Il s’agira aussi d’élargir le périmètre du concept, en constatant que tout lieu est ainsi un tiers-lieu potentiel, du moment qu’il garantit un certain niveau de confort et de connectivité. Les bancs et surtout escaliers publics, en ce sens, sont de formidables tiers-lieu en puissance, comme je l’expliquais ici (billet repris sur OWNI)… à condition qu’on accompagne ces usages avec, pourquoi pas, un mobilier adapté (au risque d’entraver l’usage “réellement” spontané du lieu, comme le craint microtokyo ?)

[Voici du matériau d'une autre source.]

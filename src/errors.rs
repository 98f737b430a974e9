/*!
 * Error types for the xlate pipeline.
 *
 * `PipelineError` covers everything the XML translation core can fail with,
 * `AppError` classifies what made one input file fail in the controller.
 * Both use thiserror.
 */

use thiserror::Error;

/// Errors raised by the parsing, segmentation, extraction and translation passes
#[derive(Error, Debug, Clone, PartialEq)]
pub enum PipelineError {
    /// The parser rejected the input document or a translated message
    #[error("Malformed XML at line {line}: {message}")]
    MalformedXml {
        /// Line of the offending construct
        line: usize,
        /// Parser diagnostic
        message: String,
    },

    /// No schema could be found for an element
    #[error("Unknown element '{name}' in namespace '{uri}' at line {line}")]
    UnknownElement {
        /// Namespace URI, empty for no namespace
        uri: String,
        /// Local name of the element
        name: String,
        /// Line of the start tag
        line: usize,
    },

    /// An attribute has no datatype in its element or namespace schema
    #[error("Unknown attribute '{attribute}' on element '{element}' at line {line}")]
    UnknownAttribute {
        /// Local name of the element
        element: String,
        /// Local name of the attribute
        attribute: String,
        /// Line of the start tag
        line: usize,
    },

    /// A message was flushed with an open inline format
    #[error("Format {id} opened at line {line} is never closed")]
    UnmatchedFormat {
        /// Message-local format id
        id: usize,
        /// Line where the message starts
        line: usize,
    },

    /// A serialized message does not describe balanced, well-numbered formats
    #[error("Malformed message: {0}")]
    MalformedMessage(String),

    /// A translation refers to a format id its source does not have
    #[error("Translation of the message at line {line} references unknown format id {id}")]
    TranslationError {
        /// Format id found in the translation
        id: usize,
        /// Line of the source message
        line: usize,
    },

    /// Cutting a message produced unbalanced pieces
    #[error("Segmentation failed at line {line}: {message}")]
    SegmentationError {
        /// Line of the message being segmented
        line: usize,
        /// What went wrong
        message: String,
    },

    /// A namespace URI is already registered with different metadata
    #[error("Namespace '{0}' is already registered with a different definition")]
    NamespaceConflict(String),

    /// The SRX document could not be loaded or one of its rules does not compile
    #[error("Invalid SRX document: {0}")]
    InvalidSrx(String),

    /// A catalog file could not be read
    #[error("Invalid catalog at line {line}: {message}")]
    InvalidCatalog {
        /// Line in the catalog file
        line: usize,
        /// What went wrong
        message: String,
    },
}

impl PipelineError {
    /// Source line number carried by the error, when known
    pub fn line(&self) -> Option<usize> {
        match self {
            Self::MalformedXml { line, .. }
            | Self::UnknownElement { line, .. }
            | Self::UnknownAttribute { line, .. }
            | Self::UnmatchedFormat { line, .. }
            | Self::TranslationError { line, .. }
            | Self::SegmentationError { line, .. }
            | Self::InvalidCatalog { line, .. } => Some(*line),
            Self::MalformedMessage(_) | Self::NamespaceConflict(_) | Self::InvalidSrx(_) => None,
        }
    }
}

/// Result alias used by the pipeline modules
pub type PipelineResult<T> = std::result::Result<T, PipelineError>;

/// Why an input file could not be processed
#[derive(Error, Debug, Clone, PartialEq)]
pub enum AppError {
    /// Error from a file operation
    #[error("File error: {0}")]
    File(String),

    /// Error from the translation pipeline
    #[error("Pipeline error: {0}")]
    Pipeline(#[from] PipelineError),

    /// Error from configuration
    #[error("Configuration error: {0}")]
    Config(String),

    /// Unknown error
    #[error("Unknown error: {0}")]
    Unknown(String),
}

impl From<anyhow::Error> for AppError {
    fn from(err: anyhow::Error) -> Self {
        if err.downcast_ref::<std::io::Error>().is_some() {
            return AppError::File(format!("{:#}", err));
        }
        match err.downcast::<PipelineError>() {
            Ok(pipeline) => AppError::Pipeline(pipeline),
            Err(other) => AppError::Unknown(format!("{:#}", other)),
        }
    }
}

impl From<std::io::Error> for AppError {
    fn from(err: std::io::Error) -> Self {
        AppError::File(err.to_string())
    }
}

Cette vision ne me semble malheureusement pas encore vraiment partagée. On observe bien quelques tentatives éparpillées, de la part des autorités urbaines, de faciliter l’usage opportuniste des lieux, mais les résultats sont rarement très… sexy (exemple à Lausanne, un mobilier “spécial wi-fi” capturé par Nicolas Nova). Peut-être me trompé-je de voie, mais les tiers-lieux sont à mon sens l’une des clés essentielles pour repenser la ville à l’heure des nouvelles technologies et de l’injonction durable, notamment parce qu’ils contribuent à diminuer les externalités négatives de nos modes de vies contemporains, hypernomades et hyperactifs. Dès lors, il me semble nécessaire de lancer la question dans le débat public : comment peut-on favoriser la mutation (ponctuelle ou non) des lieux urbains en tiers-lieux ? A la manière de l’abbé Sieyès, il s’agirait donc de se demander “qu’est-ce que le tiers-lieu ?” pour définir “ce qui reste à faire au tiers-lieu pour prendre la place qui lui est due”.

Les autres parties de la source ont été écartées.